Respiro el mismo oxígeno que ellos. Piso el mismo suelo infectado por su presencia. Esta simple verdad es una náusea perpetua, un ácido que me corroe desde dentro. No hablo de pobres, hablo de una subespecie, de una plaga con forma humana: el *tape*. No es cuestión de piel, que puede ser negra o, peor aún, blanquecina y campesina. Es del alma. Un alma pobre, degradada, una mancha de moho en el tejido de la realidad.
Su mera existencia me repugna.
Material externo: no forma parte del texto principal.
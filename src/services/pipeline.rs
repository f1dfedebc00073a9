//! From record to encoded bytes: overlay, template and signature loaded per
//! render, then composed onto the shared engine for either output.

use std::path::{Path, PathBuf};
use std::sync::Arc;

use crate::error::RenderError;
use crate::models::{ArtifactKind, CertificateRecord, LayoutSpec};
use crate::rendering::{Compositor, FieldRenderer, SignatureImage, SignatureSource, TemplateImage};

/// Record -> artifact bytes: template load, field binding, composition
pub struct RenderPipeline {
    renderer: FieldRenderer,
    compositor: Compositor,
    layout: Arc<LayoutSpec>,
    template_path: PathBuf,
}

/// Both renders of one record
pub struct RenderedPair {
    pub raster: Vec<u8>,
    pub pdf: Vec<u8>,
}

impl RenderPipeline {
    pub fn new(
        renderer: FieldRenderer,
        compositor: Compositor,
        layout: Arc<LayoutSpec>,
        template_path: PathBuf,
    ) -> Self {
        Self {
            renderer,
            compositor,
            layout,
            template_path,
        }
    }

    pub fn template_path(&self) -> &Path {
        &self.template_path
    }

    pub fn layout(&self) -> &LayoutSpec {
        &self.layout
    }

    pub fn compositor(&self) -> &Compositor {
        &self.compositor
    }

    async fn inputs(
        &self,
        signature: &SignatureSource,
    ) -> Result<(TemplateImage, Option<SignatureImage>), RenderError> {
        let template = TemplateImage::load(&self.template_path).await?;
        let signature = self.renderer.load_signature(signature).await?;
        Ok((template, signature))
    }

    /// Render one artifact kind
    pub async fn render(
        &self,
        record: &CertificateRecord,
        kind: ArtifactKind,
        signature: &SignatureSource,
    ) -> Result<Vec<u8>, RenderError> {
        let (template, signature) = self.inputs(signature).await?;
        self.compose(record, kind, &template, signature.as_ref()).await
    }

    /// Render raster and PDF from the same template and signature read
    pub async fn render_both(
        &self,
        record: &CertificateRecord,
        signature: &SignatureSource,
    ) -> Result<RenderedPair, RenderError> {
        let (template, signature) = self.inputs(signature).await?;
        let raster = self
            .compose(record, ArtifactKind::Raster, &template, signature.as_ref())
            .await?;
        let pdf = self
            .compose(record, ArtifactKind::Pdf, &template, signature.as_ref())
            .await?;
        Ok(RenderedPair { raster, pdf })
    }

    async fn compose(
        &self,
        record: &CertificateRecord,
        kind: ArtifactKind,
        template: &TemplateImage,
        signature: Option<&SignatureImage>,
    ) -> Result<Vec<u8>, RenderError> {
        let overlay = self
            .renderer
            .render(record, self.layout.target(kind.target()), signature)?;

        tracing::debug!(
            serial = %record.serial_number,
            kind = %kind,
            signature = overlay.has_signature(),
            "Composing certificate"
        );

        match kind {
            ArtifactKind::Raster => self.compositor.compose_raster(template, &overlay).await,
            ArtifactKind::Pdf => self.compositor.compose_pdf(template, &overlay).await,
        }
    }
}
Su forma de ser, su forma de actuar, su forma de tratar a otros —esos gestos torpes, esa mirada vacía, esa incapacidad congénita de ver más allá de su propio ombligo— es un insulto a la conciencia misma. Son un asco biológico. Se conocen, se aparean como bestias en celo, engendran o abortan con la misma indiferencia con que una rata anida en un cloaca. No hay amor, no hay proyecto, solo el instinto bruto de la reproducción y la supervivencia, pero una supervivencia miserable, de cloaca.
Los veo en la ciudad, esos refugiados del campo que trajeron su miseria a metrópolis de hormigón. Se amontonan en departamentos, uno encima del otro, como ratas en un laboratorio de experimentos sádicos. Viven pegados a la pared, en sus propios excrementos sociales, rodeados de una prole igual de despreciable. Son una infestación vertical. Prefiero mil veces la compañía de las ratas reales; al menos ellas tienen la dignidad de su propia naturaleza, no la perversión de una humanidad fallida.
Los odio. Odio su hediondez, no solo la del cuerpo sucio, sino la del alma putrefacta. Odio su falta de perspectiva, esa incapacidad absoluta de soñar siquiera con progresar, con ser mejores, con elevar a su familia de la ciénaga en la que nacieron. Son egoístas por defecto, programados para preocuparse solo por lo que cabe en su diminuto horizonte: su pan, su sexo, su televisor basura. El resto del universo no existe para ellos. Y yo, a mi vez, deseo que el universo entero deje de existir por ellos.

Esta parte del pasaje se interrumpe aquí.